• _Task directions_
Copy exactly the stretch of data below from the line with "handed to tools" through the line with "of the parameters", including both of those lines.

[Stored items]
****************************************

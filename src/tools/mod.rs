//! Inspector tools
//!
//! Each tool takes typed, JSON-deserializable parameters and runs against a
//! [`BrowserSession`]. Tools are registered by name in a [`ToolRegistry`],
//! which is what the MCP server dispatches into.

pub mod element_data;
pub mod element_tree;
pub mod highlight;
pub mod navigate;
pub mod screenshot;
pub mod target;
pub mod utils;

pub use element_data::{ElementDataParams, ElementDataTool};
pub use element_tree::{ElementTreeParams, ElementTreeTool};
pub use highlight::{
    CreateHighlighterParams, CreateHighlighterTool, HideHighlighterTool, HighlightParams, HighlightTarget,
    HighlightTool, HighlighterIdParams, ShowHighlighterTool,
};
pub use navigate::{NavigateParams, NavigateTool};
pub use screenshot::{ScreenshotParams, ScreenshotTool};
pub use target::{TargetChildrenParams, TargetChildrenTool, TargetDataTool};

use crate::browser::BrowserSession;
use crate::error::{InspectorError, Result};
use indexmap::IndexMap;
use schemars::JsonSchema;
use serde::de::DeserializeOwned;
use serde::{Deserialize, Serialize};
use serde_json::Value;

/// Outcome of a tool execution
#[derive(Debug, Clone, Serialize, Deserialize, PartialEq)]
pub struct ToolResult {
    pub success: bool,

    #[serde(skip_serializing_if = "Option::is_none")]
    pub data: Option<Value>,

    #[serde(skip_serializing_if = "Option::is_none")]
    pub error: Option<String>,
}

impl ToolResult {
    pub fn success() -> Self {
        Self { success: true, data: None, error: None }
    }

    pub fn success_with(data: Value) -> Self {
        Self { success: true, data: Some(data), error: None }
    }

    pub fn failure(error: impl Into<String>) -> Self {
        Self { success: false, data: None, error: Some(error.into()) }
    }
}

/// Execution context handed to tools
pub struct ToolContext<'a> {
    pub session: &'a mut BrowserSession,
}

impl<'a> ToolContext<'a> {
    pub fn new(session: &'a mut BrowserSession) -> Self {
        Self { session }
    }
}

/// A named operation with typed parameters
pub trait Tool: Send + Sync {
    type Params: DeserializeOwned + JsonSchema;

    fn name(&self) -> &str;

    /// JSON schema of the parameters
    fn parameters_schema(&self) -> Value {
        serde_json::to_value(schemars::schema_for!(Self::Params)).unwrap_or_default()
    }

    fn execute_typed(&self, params: Self::Params, context: &mut ToolContext) -> Result<ToolResult>;

    /// Deserialize `params` and run the tool
    fn execute(&self, params: Value, context: &mut ToolContext) -> Result<ToolResult> {
        let params = serde_json::from_value(params).map_err(|e| InspectorError::ToolExecutionFailed {
            tool: self.name().to_string(),
            reason: format!("Invalid parameters: {}", e),
        })?;
        self.execute_typed(params, context)
    }
}

/// Object-safe view of a [`Tool`], used for registry storage
pub trait DynTool: Send + Sync {
    fn name(&self) -> &str;
    fn parameters_schema(&self) -> Value;
    fn execute(&self, params: Value, context: &mut ToolContext) -> Result<ToolResult>;
}

impl<T: Tool> DynTool for T {
    fn name(&self) -> &str {
        Tool::name(self)
    }

    fn parameters_schema(&self) -> Value {
        Tool::parameters_schema(self)
    }

    fn execute(&self, params: Value, context: &mut ToolContext) -> Result<ToolResult> {
        Tool::execute(self, params, context)
    }
}

/// Tools by name, in registration order
#[derive(Default)]
pub struct ToolRegistry {
    tools: IndexMap<String, Box<dyn DynTool>>,
}

impl ToolRegistry {
    pub fn new() -> Self {
        Self::default()
    }

    /// Registry with every built-in tool
    pub fn with_defaults() -> Self {
        let mut registry = Self::new();
        registry.register(NavigateTool);
        registry.register(ElementDataTool);
        registry.register(ElementTreeTool);
        registry.register(CreateHighlighterTool);
        registry.register(HighlightTool);
        registry.register(HideHighlighterTool);
        registry.register(ShowHighlighterTool);
        registry.register(TargetDataTool);
        registry.register(TargetChildrenTool);
        registry.register(ScreenshotTool);
        registry
    }

    /// Register a tool, replacing any tool with the same name
    pub fn register<T: Tool + 'static>(&mut self, tool: T) {
        let name = Tool::name(&tool).to_string();
        self.tools.insert(name, Box::new(tool));
    }

    pub fn get(&self, name: &str) -> Option<&dyn DynTool> {
        self.tools.get(name).map(|tool| tool.as_ref())
    }

    pub fn has(&self, name: &str) -> bool {
        self.tools.contains_key(name)
    }

    pub fn names(&self) -> impl Iterator<Item = &str> {
        self.tools.keys().map(String::as_str)
    }

    pub fn len(&self) -> usize {
        self.tools.len()
    }

    pub fn is_empty(&self) -> bool {
        self.tools.is_empty()
    }

    /// Run a tool by name
    pub fn execute(&self, name: &str, params: Value, context: &mut ToolContext) -> Result<ToolResult> {
        let tool = self.get(name).ok_or_else(|| InspectorError::ToolExecutionFailed {
            tool: name.to_string(),
            reason: "Unknown tool".to_string(),
        })?;

        log::debug!("Executing tool '{}'", name);
        tool.execute(params, context)
    }
}

/// Serialize a tool's output payload
pub(crate) fn to_data<T: Serialize>(tool: &str, value: &T) -> Result<Value> {
    serde_json::to_value(value).map_err(|e| InspectorError::ToolExecutionFailed {
        tool: tool.to_string(),
        reason: format!("Failed to serialize result: {}", e),
    })
}
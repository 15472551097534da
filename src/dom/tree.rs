use crate::dom::analysis::resolve;
use crate::dom::document::{ChildEnumerator, Document, ElementTarget, NodeType};
use crate::error::{InspectorError, Result};
use serde::{Deserialize, Serialize};

/// Element-only mirror of a DOM subtree
#[derive(Debug, Clone, Serialize, Deserialize, PartialEq)]
#[serde(rename_all = "camelCase")]
pub struct ElementTreeNode {
    /// Always `1` (element)
    pub node_type: u16,

    pub tag_name: String,

    /// Element children, in enumeration order
    #[serde(default)]
    pub child_nodes: Vec<ElementTreeNode>,
}

/// Decides whether a child element (and with it, its subtree) is kept
pub enum TreeFilter<'f, N> {
    /// Keep every element
    All,
    /// Keep elements matching a CSS selector
    Selector(String),
    /// Keep elements the predicate accepts
    Predicate(Box<dyn Fn(&N) -> bool + 'f>),
}

impl<N> Default for TreeFilter<'_, N> {
    fn default() -> Self {
        Self::All
    }
}

impl<'f, N> TreeFilter<'f, N> {
    pub fn selector(selector: impl Into<String>) -> Self {
        Self::Selector(selector.into())
    }

    pub fn predicate(predicate: impl Fn(&N) -> bool + 'f) -> Self {
        Self::Predicate(Box::new(predicate))
    }

    fn accepts<D>(&self, document: &D, node: &N) -> Result<bool>
    where
        D: Document<Node = N> + ?Sized,
    {
        match self {
            Self::All => Ok(true),
            Self::Selector(selector) => document.matches(node, selector),
            Self::Predicate(predicate) => Ok(predicate(node)),
        }
    }
}

impl ElementTreeNode {
    pub fn new(tag_name: impl Into<String>) -> Self {
        Self {
            node_type: NodeType::Element.code(),
            tag_name: tag_name.into(),
            child_nodes: Vec::new(),
        }
    }

    /// Builder method: set children
    pub fn with_children(mut self, children: Vec<ElementTreeNode>) -> Self {
        self.child_nodes = children;
        self
    }

    pub fn add_child(&mut self, child: ElementTreeNode) {
        self.child_nodes.push(child);
    }

    /// Count nodes in this subtree, including self
    pub fn count_nodes(&self) -> usize {
        1 + self.child_nodes.iter().map(ElementTreeNode::count_nodes).sum::<usize>()
    }

    /// Length of the longest root-to-leaf path
    pub fn depth(&self) -> usize {
        1 + self.child_nodes.iter().map(ElementTreeNode::depth).max().unwrap_or(0)
    }

    pub fn to_json(&self) -> Result<String> {
        serde_json::to_string_pretty(self)
            .map_err(|e| InspectorError::DomParseFailed(format!("Failed to serialize element tree: {}", e)))
    }
}

/// Build the element tree rooted at `root`.
///
/// Returns `None` when the root is not an element. Non-element children are
/// pruned; a child rejected by `filter` is dropped together with its whole
/// subtree, so accepted elements below a rejected one never appear.
pub fn element_node_tree_data<D, C>(
    document: &D,
    children: &C,
    root: impl Into<ElementTarget<D::Node>>,
    filter: &TreeFilter<'_, D::Node>,
) -> Result<Option<ElementTreeNode>>
where
    D: Document + ?Sized,
    C: ChildEnumerator<D> + ?Sized,
{
    let root = resolve(document, root.into())?;
    if !document.node_type(&root)?.is_element() {
        return Ok(None);
    }
    build_element(document, children, &root, filter)
}

/// Build the record for a node already known to be an element; each child's
/// node type is read exactly once
fn build_element<D, C>(
    document: &D,
    children: &C,
    element: &D::Node,
    filter: &TreeFilter<'_, D::Node>,
) -> Result<Option<ElementTreeNode>>
where
    D: Document + ?Sized,
    C: ChildEnumerator<D> + ?Sized,
{
    let mut tree_node = ElementTreeNode::new(document.tag_name(element)?);

    for child in children.children(document, element)? {
        // Filter first: a rejected child's subtree is never kept, so skip walking it.
        if !document.node_type(&child)?.is_element() || !filter.accepts(document, &child)? {
            continue;
        }
        if let Some(child_node) = build_element(document, children, &child, filter)? {
            tree_node.add_child(child_node);
        }
    }

    Ok(Some(tree_node))
}

#[cfg(test)]
mod tests {
    use super::*;
    use crate::dom::document::{LightChildren, ShadowIncludingChildren};
    use crate::dom::snapshot::{PageSnapshot, SnapshotNode};

    fn tags(node: &ElementTreeNode) -> Vec<&str> {
        node.child_nodes.iter().map(|c| c.tag_name.as_str()).collect()
    }

    #[test]
    fn test_text_only_root() {
        let page = PageSnapshot::parse("<html><body><p id='root'>just <!-- note --> text</p></body></html>");
        let tree = element_node_tree_data(&page, &LightChildren, "#root", &TreeFilter::All)
            .unwrap()
            .unwrap();

        assert_eq!(tree, ElementTreeNode::new("P"));
        assert_eq!(tree.node_type, 1);
    }

    #[test]
    fn test_nested_children_in_document_order() {
        let page = PageSnapshot::parse(
            "<html><body><div id='root'>text<section><h1>a</h1><h2>b</h2></section><ul><li>x</li></ul></div></body></html>",
        );
        let tree = element_node_tree_data(&page, &LightChildren, "#root", &TreeFilter::All)
            .unwrap()
            .unwrap();

        assert_eq!(tags(&tree), vec!["SECTION", "UL"]);
        assert_eq!(tags(&tree.child_nodes[0]), vec!["H1", "H2"]);
        assert_eq!(tags(&tree.child_nodes[1]), vec!["LI"]);
        assert_eq!(tree.count_nodes(), 6);
        assert_eq!(tree.depth(), 3);
    }

    #[test]
    fn test_selector_filter_rejects_child() {
        let page = PageSnapshot::parse("<html><body><div id='root'><span></span><em></em></div></body></html>");
        let filter = TreeFilter::selector(":not(em)");
        let tree = element_node_tree_data(&page, &LightChildren, "#root", &filter)
            .unwrap()
            .unwrap();

        assert_eq!(tags(&tree), vec!["SPAN"]);
    }

    #[test]
    fn test_predicate_filter_rejects_child() {
        let page = PageSnapshot::parse("<html><body><div id='root'><span></span><em></em></div></body></html>");
        let filter = TreeFilter::predicate(|node: &SnapshotNode| page.tag_name(node).map(|t| t != "EM").unwrap_or(false));
        let tree = element_node_tree_data(&page, &LightChildren, "#root", &filter)
            .unwrap()
            .unwrap();

        assert_eq!(tags(&tree), vec!["SPAN"]);
    }

    #[test]
    fn test_rejected_child_drops_accepted_descendants() {
        let page = PageSnapshot::parse(
            "<html><body><div id='root'><div class='skip'><p class='keep'></p></div><p class='keep'></p></div></body></html>",
        );
        let filter = TreeFilter::selector(".keep");
        let tree = element_node_tree_data(&page, &LightChildren, "#root", &filter)
            .unwrap()
            .unwrap();

        assert_eq!(tags(&tree), vec!["P"]);
        assert!(tree.child_nodes[0].child_nodes.is_empty());
    }

    #[test]
    fn test_root_is_not_filtered() {
        let page = PageSnapshot::parse("<html><body><div id='root'><b></b></div></body></html>");
        let filter = TreeFilter::selector("b");
        let tree = element_node_tree_data(&page, &LightChildren, "#root", &filter)
            .unwrap()
            .unwrap();

        assert_eq!(tree.tag_name, "DIV");
        assert_eq!(tags(&tree), vec!["B"]);
    }

    #[test]
    fn test_non_element_root() {
        let page = PageSnapshot::parse("<html><body><p id='root'>text</p></body></html>");
        let p = page.query_selector("#root").unwrap().unwrap();
        let text = page.child_nodes(&p).unwrap().remove(0);

        let tree = element_node_tree_data(&page, &LightChildren, ElementTarget::Node(text), &TreeFilter::All).unwrap();
        assert!(tree.is_none());
    }

    #[test]
    fn test_missing_root_selector() {
        let page = PageSnapshot::parse("<html><body></body></html>");
        let result = element_node_tree_data(&page, &LightChildren, "#nope", &TreeFilter::All);
        assert!(matches!(result, Err(InspectorError::ElementNotFound(_))));
    }

    #[test]
    fn test_shadow_including_children() {
        let page = PageSnapshot::parse(
            r#"<html><body><x-card id="root"><template shadowrootmode="open"><header></header><slot></slot></template><p>light</p></x-card></body></html>"#,
        );

        let light = element_node_tree_data(&page, &LightChildren, "#root", &TreeFilter::All)
            .unwrap()
            .unwrap();
        assert_eq!(tags(&light), vec!["P"]);

        let composed = element_node_tree_data(&page, &ShadowIncludingChildren, "#root", &TreeFilter::All)
            .unwrap()
            .unwrap();
        assert_eq!(tags(&composed), vec!["HEADER", "SLOT", "P"]);
    }

    /// Snapshot wrapper counting node type lookups
    struct CountingDocument<'a> {
        page: &'a PageSnapshot,
        node_type_calls: std::cell::Cell<usize>,
    }

    impl Document for CountingDocument<'_> {
        type Node = SnapshotNode;

        fn query_selector(&self, selector: &str) -> Result<Option<SnapshotNode>> {
            self.page.query_selector(selector)
        }

        fn query_selector_all(&self, scope: &SnapshotNode, selector: &str) -> Result<Vec<SnapshotNode>> {
            self.page.query_selector_all(scope, selector)
        }

        fn element_from_point(&self, point: crate::dom::element::Point) -> Result<Option<SnapshotNode>> {
            self.page.element_from_point(point)
        }

        fn node_type(&self, node: &SnapshotNode) -> Result<NodeType> {
            self.node_type_calls.set(self.node_type_calls.get() + 1);
            self.page.node_type(node)
        }

        fn tag_name(&self, node: &SnapshotNode) -> Result<String> {
            self.page.tag_name(node)
        }

        fn attributes(&self, node: &SnapshotNode) -> Result<indexmap::IndexMap<String, String>> {
            self.page.attributes(node)
        }

        fn bounding_rect(&self, node: &SnapshotNode) -> Result<crate::dom::element::Rect> {
            self.page.bounding_rect(node)
        }

        fn child_nodes(&self, node: &SnapshotNode) -> Result<Vec<SnapshotNode>> {
            self.page.child_nodes(node)
        }

        fn shadow_child_nodes(&self, node: &SnapshotNode) -> Result<Option<Vec<SnapshotNode>>> {
            self.page.shadow_child_nodes(node)
        }

        fn matches(&self, node: &SnapshotNode, selector: &str) -> Result<bool> {
            self.page.matches(node, selector)
        }
    }

    #[test]
    fn test_node_type_read_once_per_node() {
        // root, p, i, the text node, b
        let page = PageSnapshot::parse("<html><body><div id='root'><p>t<b></b></p><i></i></div></body></html>");
        let document = CountingDocument { page: &page, node_type_calls: std::cell::Cell::new(0) };

        let tree = element_node_tree_data(&document, &LightChildren, "#root", &TreeFilter::All)
            .unwrap()
            .unwrap();

        assert_eq!(tree.count_nodes(), 4);
        assert_eq!(document.node_type_calls.get(), 5);
    }

    #[test]
    fn test_tree_json_shape() {
        let tree = ElementTreeNode::new("UL").with_children(vec![ElementTreeNode::new("LI")]);
        let value = serde_json::to_value(&tree).unwrap();

        assert_eq!(
            value,
            serde_json::json!({
                "nodeType": 1,
                "tagName": "UL",
                "childNodes": [{ "nodeType": 1, "tagName": "LI", "childNodes": [] }]
            })
        );
        assert!(tree.to_json().unwrap().contains("\"childNodes\""));
    }
}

****************************************

• _The completed task_
/// Execution context handed to tools
pub struct ToolContext<'a> {
    pub session: &'a mut BrowserSession,
}

impl<'a> ToolContext<'a> {
    pub fn new(session: &'a mut BrowserSession) -> Self {
        Self { session }
    }
}

/// A named operation with typed parameters
pub trait Tool: Send + Sync {
    type Params: DeserializeOwned + JsonSchema;

    fn name(&self) -> &str;

    /// JSON schema of the parameters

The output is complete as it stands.